Release the Cage Fighters
Long-Awaited Rematch Between TJ Dillashaw and Renao Barao Headlines UFC 186
Ten months ago the war drums of promotion for UFC 173 began to sound, and UFC president Dana White boldly claimed that Renan Barao, his then-bantamweight champion, was the pound-for-pound best fighter in the world.
While most pundits and fans disagreed with White, everyone agreed Barao was a great fighter. However, Barao’s challenger T.J. Dillashaw didn’t care about the hype.
Dillashaw decimated Barao for most of the fight, before finishing him off with a flurry of strikes to earn a technical knockout victory.
After negotiations for a rematch in March 2014 fell through, the two will have their rematch on April 25th at the Bell Centre for UFC 186: Dillashaw vs. Barao 2 on April 25.
The card for UFC 186 features not one but two title fights, featuring a Bantamweight Championship rematch between champion T.J. Dillashaw and former champ Renan Barao and a Flyweight Championship fight between defending champion Demetrious Johnson and number one contender Kyoji Horiguchi.
Dillashaw, sitting before the media in a press conference last Wednesday, remained confident that he could once again defeat Barao in April.
“I expect to do it faster this time,” Dillashaw said after leaving his workout session. “I’m going to be in his face, bringing [it] to him and I’m going to continue where I left off from round six.”
“Round six,” a term for the potential rematch between Barao and Dillashaw, was originally scheduled back on Aug. 30, 2014 at UFC 177. The fight was cancelled a day before the scheduled date, after Barao collapsed in his hotel bathtub after losing too much weight in a short period of time. Barao assured the media that a similar episode would not happen again for his upcoming match.
“We’re doing a lot of work with my team and it’s going to turn out 100 per cent fine this time,” said Barao.
Because of his cancelled fight at UFC 177, Barao was forced to take another fight versus Canadian Mitch Gagnon in order to reclaim top contender status.
Though Barao won the fight against Gagnon by an arm triangle choke in the third round, Dillashaw wasn’t fazed by Barao’s victory.
“I wasn’t impressed by his performance,” Dillashaw said. “I hope he’s the same fighter I saw that night, but I’m going to prepare for the best Renan Barao ever.”
UFC 186 will also feature a championship fight between flyweights Demetrious “Mighty Mouse” Johnson and Kyoji Horiguchi, whom were also present at Wednesday’s press conference.
Johnson has been undefeated since dropping from 135 to 125 pounds and has defended his title four times in decisive fashion, including a decision over an EPO-fueled Ali Bagautinov at UFC 174 in June 2014.
Despite that, Johnson, the best fighter in his weight class, has had trouble translating his in-ring success into any monetary payoff, as his last two main events have only drawn a combined 320,000 pay-per-view buys.

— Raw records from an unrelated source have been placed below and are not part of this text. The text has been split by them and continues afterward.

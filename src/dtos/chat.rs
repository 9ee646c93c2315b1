//! Chat DTOs

use crate::entities::{ChatMessage, ChatMessageType};
use chrono::{DateTime, Utc};
use serde::{Deserialize, Serialize};
use validator::Validate;

#[derive(Serialize, Deserialize, Debug, Clone, Validate)]
pub struct CreateChatMessageDTO {
    #[validate(length(min = 1, max = 5000, message = "Message content must be between 1 and 5000 characters"))]
    pub content: String,
    pub message_type: Option<ChatMessageType>,
}

#[derive(Serialize, Deserialize, Debug, Clone, Validate)]
pub struct UpdateChatMessageDTO {
    #[validate(length(min = 1, max = 5000, message = "Message content must be between 1 and 5000 characters"))]
    pub content: String,
}

/// Message as broadcast to a room, enriched with the sender's username
#[derive(Serialize, Deserialize, Debug, Clone, PartialEq)]
pub struct ChatMessageDTO {
    pub message_id: i64,
    pub room_id: String,
    pub user_id: i64,
    pub username: String,
    pub content: String,
    pub message_type: ChatMessageType,
    pub created_at: DateTime<Utc>,
}

impl ChatMessageDTO {
    pub fn from_message(message: ChatMessage, username: String) -> Self {
        Self {
            message_id: message.message_id,
            room_id: message.room_id,
            user_id: message.user_id,
            username,
            content: message.content,
            message_type: message.message_type,
            created_at: message.created_at,
        }
    }
}

#[derive(Serialize, Deserialize, Debug, Clone)]
pub struct ActiveUserDTO {
    pub user_id: i64,
    pub username: String,
}
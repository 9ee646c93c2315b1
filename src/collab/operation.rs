use serde::{Deserialize, Serialize};
use thiserror::Error;

#[derive(Debug, Error)]
pub enum OperationError {
    #[error("document {0} does not exist")]
    DocumentNotFound(i64),
    #[error("user has no access to this document")]
    AccessDenied,
    #[error("user may not edit this document")]
    EditDenied,
    #[error("replace range start {start} is after end {end}")]
    InvalidRange { start: usize, end: usize },
    #[error("could not persist document: {0}")]
    Storage(#[from] sqlx::Error),
}

#[derive(Serialize, Deserialize, Debug, Clone, Copy, PartialEq)]
pub struct TextRange {
    pub start: usize,
    pub end: usize,
}

/// Edit of a document body. Positions count characters, not bytes.
#[derive(Serialize, Deserialize, Debug, Clone, PartialEq)]
#[serde(tag = "type", rename_all = "lowercase")]
pub enum TextOperation {
    Insert { position: usize, value: String },
    /// Removes as many characters as `value` holds, starting at `position`
    Delete { position: usize, value: String },
    Replace { position: TextRange, value: String },
}

impl TextOperation {
    /// Returns the new content. Offsets past the end are clamped to it.
    pub fn apply(&self, content: &str) -> Result<String, OperationError> {
        match self {
            TextOperation::Insert { position, value } => {
                let at = byte_offset(content, *position);
                let mut out = String::with_capacity(content.len() + value.len());
                out.push_str(&content[..at]);
                out.push_str(value);
                out.push_str(&content[at..]);
                Ok(out)
            }
            TextOperation::Delete { position, value } => {
                let start = byte_offset(content, *position);
                let end = byte_offset(content, position.saturating_add(value.chars().count()));
                Ok(splice(content, start, end, ""))
            }
            TextOperation::Replace { position, value } => {
                if position.start > position.end {
                    return Err(OperationError::InvalidRange {
                        start: position.start,
                        end: position.end,
                    });
                }
                let start = byte_offset(content, position.start);
                let end = byte_offset(content, position.end);
                Ok(splice(content, start, end, value))
            }
        }
    }
}

/// Byte index of the `chars`-th character, or the end of the string
fn byte_offset(content: &str, chars: usize) -> usize {
    content
        .char_indices()
        .nth(chars)
        .map(|(i, _)| i)
        .unwrap_or(content.len())
}

fn splice(content: &str, start: usize, end: usize, value: &str) -> String {
    let mut out = String::with_capacity(content.len() - (end - start) + value.len());
    out.push_str(&content[..start]);
    out.push_str(value);
    out.push_str(&content[end..]);
    out
}
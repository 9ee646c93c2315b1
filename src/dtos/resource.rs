//! Learning resource DTOs

use serde::{Deserialize, Serialize};
use validator::Validate;

#[derive(Serialize, Deserialize, Debug, Clone, Validate)]
pub struct CreateResourceDTO {
    #[validate(length(min = 1, max = 200))]
    pub title: String,
    #[validate(length(min = 1, max = 50))]
    pub resource_type: String,
    #[validate(length(min = 1, max = 50))]
    pub category: String,
    #[validate(length(min = 1, max = 50))]
    pub difficulty: String,
    #[serde(default)]
    pub content: serde_json::Value,
    #[serde(default)]
    pub tags: Vec<String>,
}

#[derive(Serialize, Deserialize, Debug, Clone, Default, Validate)]
pub struct UpdateResourceDTO {
    #[validate(length(min = 1, max = 200))]
    pub title: Option<String>,
    #[validate(length(min = 1, max = 50))]
    pub resource_type: Option<String>,
    #[validate(length(min = 1, max = 50))]
    pub category: Option<String>,
    #[validate(length(min = 1, max = 50))]
    pub difficulty: Option<String>,
    pub content: Option<serde_json::Value>,
    pub tags: Option<Vec<String>>,
}

/// Exact-match filters for `GET /api/resources`; `tag` matches any tag
#[derive(Serialize, Deserialize, Debug, Default, Clone)]
pub struct ResourceFilter {
    pub category: Option<String>,
    pub difficulty: Option<String>,
    pub resource_type: Option<String>,
    pub tag: Option<String>,
}

#[derive(Serialize, Deserialize, Debug, Default)]
pub struct TagsQuery {
    #[serde(default)]
    pub tags: String,
}

impl TagsQuery {
    /// Comma separated list, blanks dropped
    pub fn tag_list(&self) -> Vec<String> {
        self.tags
            .split(',')
            .map(str::trim)
            .filter(|t| !t.is_empty())
            .map(String::from)
            .collect()
    }
}
//! Common repository traits
//!
//! Generic interfaces for the basic database operations. Repositories
//! implement the ones that fit their table and add specific queries as
//! inherent methods.

/// Trait for creating new entities in the database
///
/// # Type Parameters
/// * `Entity` - Type of the returned entity (with ID assigned by the database)
/// * `CreateDTO` - DTO for creation (without ID, generated by SQLite)
pub trait Create<Entity, CreateDTO> {
    /// Inserts a new row and returns it as stored
    async fn create(&self, data: &CreateDTO) -> Result<Entity, sqlx::Error>;
}

/// Trait for reading a single entity by primary key
///
/// # Type Parameters
/// * `Entity` - Type of the entity to read
/// * `Id` - Type of the primary key (`i64` rowids, `String` for templates)
pub trait Read<Entity, Id> {
    /// # Returns
    /// * `Ok(Some(Entity))` - Entity found
    /// * `Ok(None)` - No entity with that ID
    /// * `Err(sqlx::Error)` - Error during reading
    async fn read(&self, id: &Id) -> Result<Option<Entity>, sqlx::Error>;
}

/// Trait for reading multiple entities by list of primary keys
pub trait ReadMany<Entity, Id> {
    /// Entities come back in database order, which may not match `ids`.
    async fn read_many(&self, ids: &[Id]) -> Result<Vec<Entity>, sqlx::Error>;
}

/// Trait for partial updates
///
/// # Type Parameters
/// * `Entity` - Type of the updated entity
/// * `UpdateDTO` - DTO for updating (only `Some(_)` fields are modified)
/// * `Id` - Type of the primary key
pub trait Update<Entity, UpdateDTO, Id> {
    /// # Returns
    /// * `Ok(Entity)` - Updated entity
    /// * `Err(sqlx::Error::RowNotFound)` - No entity with that ID
    async fn update(&self, id: &Id, data: &UpdateDTO) -> Result<Entity, sqlx::Error>;
}

/// Trait for deleting entities
pub trait Delete<Id> {
    /// # Returns
    /// * `Ok(true)` - A row was deleted
    /// * `Ok(false)` - Nothing matched `id`
    async fn delete(&self, id: &Id) -> Result<bool, sqlx::Error>;
}
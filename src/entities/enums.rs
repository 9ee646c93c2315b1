//! Enumerations shared by entities and DTOs

use serde::{Deserialize, Serialize};

/// Account role. Variants are ordered: `User < Moderator < Admin`.
#[derive(Serialize, Deserialize, Debug, Clone, Copy, PartialEq, Eq, PartialOrd, Ord, sqlx::Type)]
#[sqlx(rename_all = "UPPERCASE")]
#[serde(rename_all = "UPPERCASE")]
pub enum UserRole {
    User,
    Moderator,
    Admin,
}

#[derive(Serialize, Deserialize, Debug, Clone, Copy, PartialEq, Eq, sqlx::Type)]
#[sqlx(rename_all = "UPPERCASE")]
#[serde(rename_all = "UPPERCASE")]
pub enum SprintStatus {
    Planned,
    Active,
    Completed,
}

/// Kanban column of a task
#[derive(Serialize, Deserialize, Debug, Clone, Copy, PartialEq, Eq, Hash, sqlx::Type)]
#[sqlx(rename_all = "SCREAMING_SNAKE_CASE")]
#[serde(rename_all = "SCREAMING_SNAKE_CASE")]
pub enum TaskStatus {
    Todo,
    InProgress,
    Review,
    Done,
}

impl TaskStatus {
    /// Board column order
    pub const ALL: [TaskStatus; 4] = [
        TaskStatus::Todo,
        TaskStatus::InProgress,
        TaskStatus::Review,
        TaskStatus::Done,
    ];

    pub fn as_str(&self) -> &'static str {
        match self {
            TaskStatus::Todo => "TODO",
            TaskStatus::InProgress => "IN_PROGRESS",
            TaskStatus::Review => "REVIEW",
            TaskStatus::Done => "DONE",
        }
    }
}

#[derive(Serialize, Deserialize, Debug, Clone, Copy, PartialEq, Eq, sqlx::Type)]
#[sqlx(rename_all = "UPPERCASE")]
#[serde(rename_all = "UPPERCASE")]
pub enum TaskPriority {
    Low,
    Medium,
    High,
}

#[derive(Serialize, Deserialize, Debug, Clone, Copy, PartialEq, Eq, sqlx::Type)]
#[sqlx(rename_all = "UPPERCASE")]
#[serde(rename_all = "UPPERCASE")]
pub enum RetroStatus {
    Active,
    Completed,
    Archived,
}

#[derive(Serialize, Deserialize, Debug, Clone, Copy, PartialEq, Eq, sqlx::Type)]
#[sqlx(rename_all = "UPPERCASE")]
#[serde(rename_all = "UPPERCASE")]
pub enum ChatMessageType {
    Text,
    Image,
    File,
}

#[derive(Serialize, Deserialize, Debug, Clone, Copy, PartialEq, Eq, sqlx::Type)]
#[sqlx(rename_all = "UPPERCASE")]
#[serde(rename_all = "UPPERCASE")]
pub enum DocumentType {
    Retro,
    Sprint,
    Note,
}

#[derive(Serialize, Deserialize, Debug, Clone, Copy, PartialEq, Eq, sqlx::Type)]
#[sqlx(rename_all = "UPPERCASE")]
#[serde(rename_all = "UPPERCASE")]
pub enum CollaboratorRole {
    Editor,
    Viewer,
}
//! Query DTOs - query-string parameters and paginated responses

use serde::{Deserialize, Serialize};

pub const DEFAULT_PAGE_SIZE: i64 = 20;
pub const MAX_PAGE_SIZE: i64 = 100;
/// Highest page whose offset still fits in an `i64`
pub const MAX_PAGE: i64 = i64::MAX / MAX_PAGE_SIZE;

/// Query parameters for user search
#[derive(Serialize, Deserialize, Debug)]
pub struct UserSearchQuery {
    #[serde(default)]
    pub search: String,
}

#[derive(Serialize, Deserialize, Debug, Default, Clone, Copy)]
pub struct PageQuery {
    pub page: Option<i64>,
    pub limit: Option<i64>,
}

/// Resolved page window
#[derive(Debug, Clone, Copy, PartialEq)]
pub struct PageWindow {
    pub page: i64,
    pub limit: i64,
}

impl PageWindow {
    pub fn offset(&self) -> i64 {
        (self.page - 1).saturating_mul(self.limit)
    }
}

impl PageQuery {
    /// Clamps page to 1..=MAX_PAGE and limit to 1..=MAX_PAGE_SIZE
    pub fn window(&self, default_limit: i64) -> PageWindow {
        let page = self.page.filter(|p| *p >= 1).unwrap_or(1).min(MAX_PAGE);
        let limit = self
            .limit
            .filter(|l| *l >= 1)
            .unwrap_or(default_limit)
            .min(MAX_PAGE_SIZE);
        PageWindow { page, limit }
    }
}

#[derive(Serialize, Deserialize, Debug)]
pub struct Paginated<T> {
    pub items: Vec<T>,
    pub total: i64,
    pub page: i64,
    pub total_pages: i64,
}

impl<T> Paginated<T> {
    pub fn new(items: Vec<T>, total: i64, window: PageWindow) -> Self {
        let total_pages = (total + window.limit - 1) / window.limit;
        Self {
            items,
            total,
            page: window.page,
            total_pages,
        }
    }
}

#[derive(Serialize, Deserialize, Debug)]
pub struct SearchQuery {
    #[serde(default)]
    pub q: String,
    pub page: Option<i64>,
    pub limit: Option<i64>,
}

impl SearchQuery {
    pub fn page_query(&self) -> PageQuery {
        PageQuery {
            page: self.page,
            limit: self.limit,
        }
    }
}
//! RetroTemplateRepository - built-in and custom retrospective templates

use super::Read;
use crate::dtos::{CreateTemplateDTO, UpdateTemplateDTO};
use crate::entities::RetroTemplate;
use chrono::Utc;
use sqlx::types::Json;
use sqlx::{Error, SqlitePool};
use uuid::Uuid;

pub struct RetroTemplateRepository {
    connection_pool: SqlitePool,
}

impl RetroTemplateRepository {
    pub fn new(connection_pool: SqlitePool) -> Self {
        Self { connection_pool }
    }

    /// Built-in templates first, then custom ones by name
    pub async fn find_all(&self) -> Result<Vec<RetroTemplate>, Error> {
        sqlx::query_as::<_, RetroTemplate>(
            "SELECT * FROM retro_templates ORDER BY is_custom, created_at, name",
        )
        .fetch_all(&self.connection_pool)
        .await
    }

    /// Custom templates get a random id
    pub async fn create_custom(&self, data: &CreateTemplateDTO) -> Result<RetroTemplate, Error> {
        sqlx::query_as::<_, RetroTemplate>(
            r#"
            INSERT INTO retro_templates (template_id, name, description, categories, is_custom, created_at)
            VALUES (?, ?, ?, ?, 1, ?)
            RETURNING *
            "#,
        )
        .bind(format!("custom-{}", Uuid::new_v4()))
        .bind(&data.name)
        .bind(&data.description)
        .bind(Json(&data.categories))
        .bind(Utc::now())
        .fetch_one(&self.connection_pool)
        .await
    }

    /// Returns `None` when no custom template has this id
    pub async fn update_custom(
        &self,
        id: &str,
        data: &UpdateTemplateDTO,
    ) -> Result<Option<RetroTemplate>, Error> {
        sqlx::query_as::<_, RetroTemplate>(
            r#"
            UPDATE retro_templates
            SET name = COALESCE(?, name),
                description = COALESCE(?, description),
                categories = COALESCE(?, categories),
                updated_at = ?
            WHERE template_id = ? AND is_custom = 1
            RETURNING *
            "#,
        )
        .bind(&data.name)
        .bind(&data.description)
        .bind(data.categories.as_ref().map(Json))
        .bind(Utc::now())
        .bind(id)
        .fetch_optional(&self.connection_pool)
        .await
    }

    pub async fn delete_custom(&self, id: &str) -> Result<bool, Error> {
        let result =
            sqlx::query("DELETE FROM retro_templates WHERE template_id = ? AND is_custom = 1")
                .bind(id)
                .execute(&self.connection_pool)
                .await?;
        Ok(result.rows_affected() > 0)
    }
}

impl Read<RetroTemplate, String> for RetroTemplateRepository {
    async fn read(&self, id: &String) -> Result<Option<RetroTemplate>, Error> {
        sqlx::query_as::<_, RetroTemplate>("SELECT * FROM retro_templates WHERE template_id = ?")
            .bind(id)
            .fetch_optional(&self.connection_pool)
            .await
    }
}

#[cfg(test)]
mod tests {
    use super::*;
    use crate::entities::RetroCategory;
    use sqlx::SqlitePool;

    #[sqlx::test]
    async fn builtin_templates_are_seeded(pool: SqlitePool) -> sqlx::Result<()> {
        let repo = RetroTemplateRepository::new(pool);
        let templates = repo.find_all().await?;
        let ids: Vec<_> = templates.iter().map(|t| t.template_id.as_str()).collect();
        for id in ["standard", "start-stop-continue", "mad-sad-glad", "four-ls", "sailboat"] {
            assert!(ids.contains(&id), "missing template {id}");
        }
        assert!(templates.iter().all(|t| !t.is_custom));
        Ok(())
    }

    #[sqlx::test]
    async fn builtin_templates_cannot_be_deleted(pool: SqlitePool) -> sqlx::Result<()> {
        let repo = RetroTemplateRepository::new(pool);
        assert!(!repo.delete_custom("standard").await?);

        let custom = repo
            .create_custom(&CreateTemplateDTO {
                name: "Hot air balloon".into(),
                description: None,
                categories: vec![RetroCategory::new("fire", "Hot air", "#ff0000")],
            })
            .await?;
        assert!(custom.is_custom);
        assert!(repo.delete_custom(&custom.template_id).await?);
        Ok(())
    }
}
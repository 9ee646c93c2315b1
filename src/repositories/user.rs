//! UserRepository - accounts, profiles and roles

use super::{Create, Delete, Read, ReadMany};
use crate::dtos::{CreateUserDTO, UpdateProfileDTO};
use crate::entities::{User, UserRole};
use chrono::Utc;
use sqlx::{Error, QueryBuilder, Sqlite, SqlitePool};
use tracing::instrument;

pub struct UserRepository {
    connection_pool: SqlitePool,
}

impl UserRepository {
    pub fn new(connection_pool: SqlitePool) -> UserRepository {
        Self { connection_pool }
    }

    /// Usernames are unique
    pub async fn find_by_username(&self, username: &str) -> Result<Option<User>, Error> {
        sqlx::query_as::<_, User>("SELECT * FROM users WHERE username = ?")
            .bind(username)
            .fetch_optional(&self.connection_pool)
            .await
    }

    pub async fn find_by_email(&self, email: &str) -> Result<Option<User>, Error> {
        sqlx::query_as::<_, User>("SELECT * FROM users WHERE email = ?")
            .bind(email)
            .fetch_optional(&self.connection_pool)
            .await
    }

    /// Users whose username starts with `prefix`, at most 10
    #[instrument(skip(self))]
    pub async fn search_by_username_prefix(&self, prefix: &str) -> Result<Vec<User>, Error> {
        let escaped = prefix.replace('\\', "\\\\").replace('%', "\\%").replace('_', "\\_");
        sqlx::query_as::<_, User>(
            "SELECT * FROM users WHERE username LIKE ? ESCAPE '\\' ORDER BY username LIMIT 10",
        )
        .bind(format!("{}%", escaped))
        .fetch_all(&self.connection_pool)
        .await
    }

    /// Only `team_role`, `bio` and `avatar` are writable from the profile page
    #[instrument(skip(self, data))]
    pub async fn update_profile(&self, id: i64, data: &UpdateProfileDTO) -> Result<User, Error> {
        sqlx::query_as::<_, User>(
            r#"
            UPDATE users
            SET team_role = COALESCE(?, team_role),
                bio = COALESCE(?, bio),
                avatar = COALESCE(?, avatar)
            WHERE user_id = ?
            RETURNING *
            "#,
        )
        .bind(&data.team_role)
        .bind(&data.bio)
        .bind(&data.avatar)
        .bind(id)
        .fetch_optional(&self.connection_pool)
        .await?
        .ok_or(Error::RowNotFound)
    }

    pub async fn update_password(&self, id: i64, password_hash: &str) -> Result<(), Error> {
        sqlx::query("UPDATE users SET password = ? WHERE user_id = ?")
            .bind(password_hash)
            .bind(id)
            .execute(&self.connection_pool)
            .await?;
        Ok(())
    }

    pub async fn update_role(&self, id: i64, role: UserRole) -> Result<User, Error> {
        sqlx::query_as::<_, User>("UPDATE users SET role = ? WHERE user_id = ? RETURNING *")
            .bind(role)
            .bind(id)
            .fetch_optional(&self.connection_pool)
            .await?
            .ok_or(Error::RowNotFound)
    }

    pub async fn touch_last_login(&self, id: i64) -> Result<(), Error> {
        sqlx::query("UPDATE users SET last_login = ? WHERE user_id = ?")
            .bind(Utc::now())
            .bind(id)
            .execute(&self.connection_pool)
            .await?;
        Ok(())
    }
}

impl Create<User, CreateUserDTO> for UserRepository {
    /// `data.password` must already be hashed
    async fn create(&self, data: &CreateUserDTO) -> Result<User, Error> {
        sqlx::query_as::<_, User>(
            r#"
            INSERT INTO users (username, email, password, role, created_at)
            VALUES (?, ?, ?, ?, ?)
            RETURNING *
            "#,
        )
        .bind(&data.username)
        .bind(&data.email)
        .bind(&data.password)
        .bind(UserRole::User)
        .bind(Utc::now())
        .fetch_one(&self.connection_pool)
        .await
    }
}

impl Read<User, i64> for UserRepository {
    async fn read(&self, id: &i64) -> Result<Option<User>, Error> {
        sqlx::query_as::<_, User>("SELECT * FROM users WHERE user_id = ?")
            .bind(id)
            .fetch_optional(&self.connection_pool)
            .await
    }
}

impl ReadMany<User, i64> for UserRepository {
    async fn read_many(&self, ids: &[i64]) -> Result<Vec<User>, Error> {
        if ids.is_empty() {
            return Ok(Vec::new());
        }
        let mut builder: QueryBuilder<Sqlite> =
            QueryBuilder::new("SELECT * FROM users WHERE user_id IN (");
        let mut separated = builder.separated(", ");
        for id in ids {
            separated.push_bind(*id);
        }
        separated.push_unseparated(") ORDER BY username");
        builder
            .build_query_as::<User>()
            .fetch_all(&self.connection_pool)
            .await
    }
}

impl Delete<i64> for UserRepository {
    /// Soft delete: the row stays so authored content keeps its author id,
    /// but the account is anonymised and can no longer log in.
    async fn delete(&self, user_id: &i64) -> Result<bool, Error> {
        let result = sqlx::query(
            r#"
            UPDATE users
            SET username = 'deleted-user-' || user_id,
                email = 'deleted-' || user_id || '@invalid',
                password = '',
                team_role = NULL,
                bio = NULL,
                avatar = NULL
            WHERE user_id = ?
            "#,
        )
        .bind(user_id)
        .execute(&self.connection_pool)
        .await?;
        Ok(result.rows_affected() > 0)
    }
}

#[cfg(test)]
mod tests {
    use super::*;
    use sqlx::SqlitePool;

    #[sqlx::test(fixtures(path = "../../fixtures", scripts("users")))]
    async fn prefix_search_matches_start_only(pool: SqlitePool) -> sqlx::Result<()> {
        let repo = UserRepository::new(pool);
        let found = repo.search_by_username_prefix("al").await?;
        assert_eq!(found.len(), 1);
        assert_eq!(found[0].username, "alice");

        assert!(repo.search_by_username_prefix("lice").await?.is_empty());
        Ok(())
    }

    #[sqlx::test(fixtures(path = "../../fixtures", scripts("users")))]
    async fn soft_delete_anonymises_account(pool: SqlitePool) -> sqlx::Result<()> {
        let repo = UserRepository::new(pool);
        assert!(repo.delete(&2).await?);

        let user = repo.read(&2).await?.expect("row is kept");
        assert_eq!(user.username, "deleted-user-2");
        assert_eq!(user.email, "deleted-2@invalid");
        assert!(user.password.is_empty());
        assert!(!user.verify_password(""));
        Ok(())
    }

    #[sqlx::test(fixtures(path = "../../fixtures", scripts("users")))]
    async fn read_many_skips_unknown_ids(pool: SqlitePool) -> sqlx::Result<()> {
        let repo = UserRepository::new(pool);
        let users = repo.read_many(&[3, 1, 99]).await?;
        let names: Vec<_> = users.iter().map(|u| u.username.as_str()).collect();
        assert_eq!(names, vec!["alice", "charlie"]);
        Ok(())
    }
}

Other flyweight fighters like Ian McCall and John Dodson feel that Johnson needs to do more to promote his division. Johnson, however, doesn’t feel it is his responsibility to drive up any hype.
“I’m just doing my job to go out there and beat people up,” Johnson said. “I’m here doing media and answering all your questions, what else do I have to do?”
Even if Johnson were to attempt to build up publicity for his title fight, it doesn’t seem that his dance partner would do much to help.
Hailing from Tokyo, Japan, Horiguchi, who only has 3,358 Twitter followers, built his name almost exclusively off defeating men on the regional Japanese circuit who are unknown to most of the North American public
While he hasn’t had much time to expose himself to the UFC masses, Horiguchi has done well in the octagon by knocking out two of his four UFC opponents.
Horiguchi, said he had a “secret weapon” to defeat Johnson at UFC 186. When asked by a reporter what it was, Horiguchi responded that it was “character.”
Whether it be through his fighting, or character building, Horiguchi will look to do as much damage in the cage come April 25.
In the original article, it was written that Demetrious Johnson was the third best fighter in his weight class. He is in fact the number one fighter in his weight class. He is third in UFC pound-for-pound rankings. The Link regrets the error.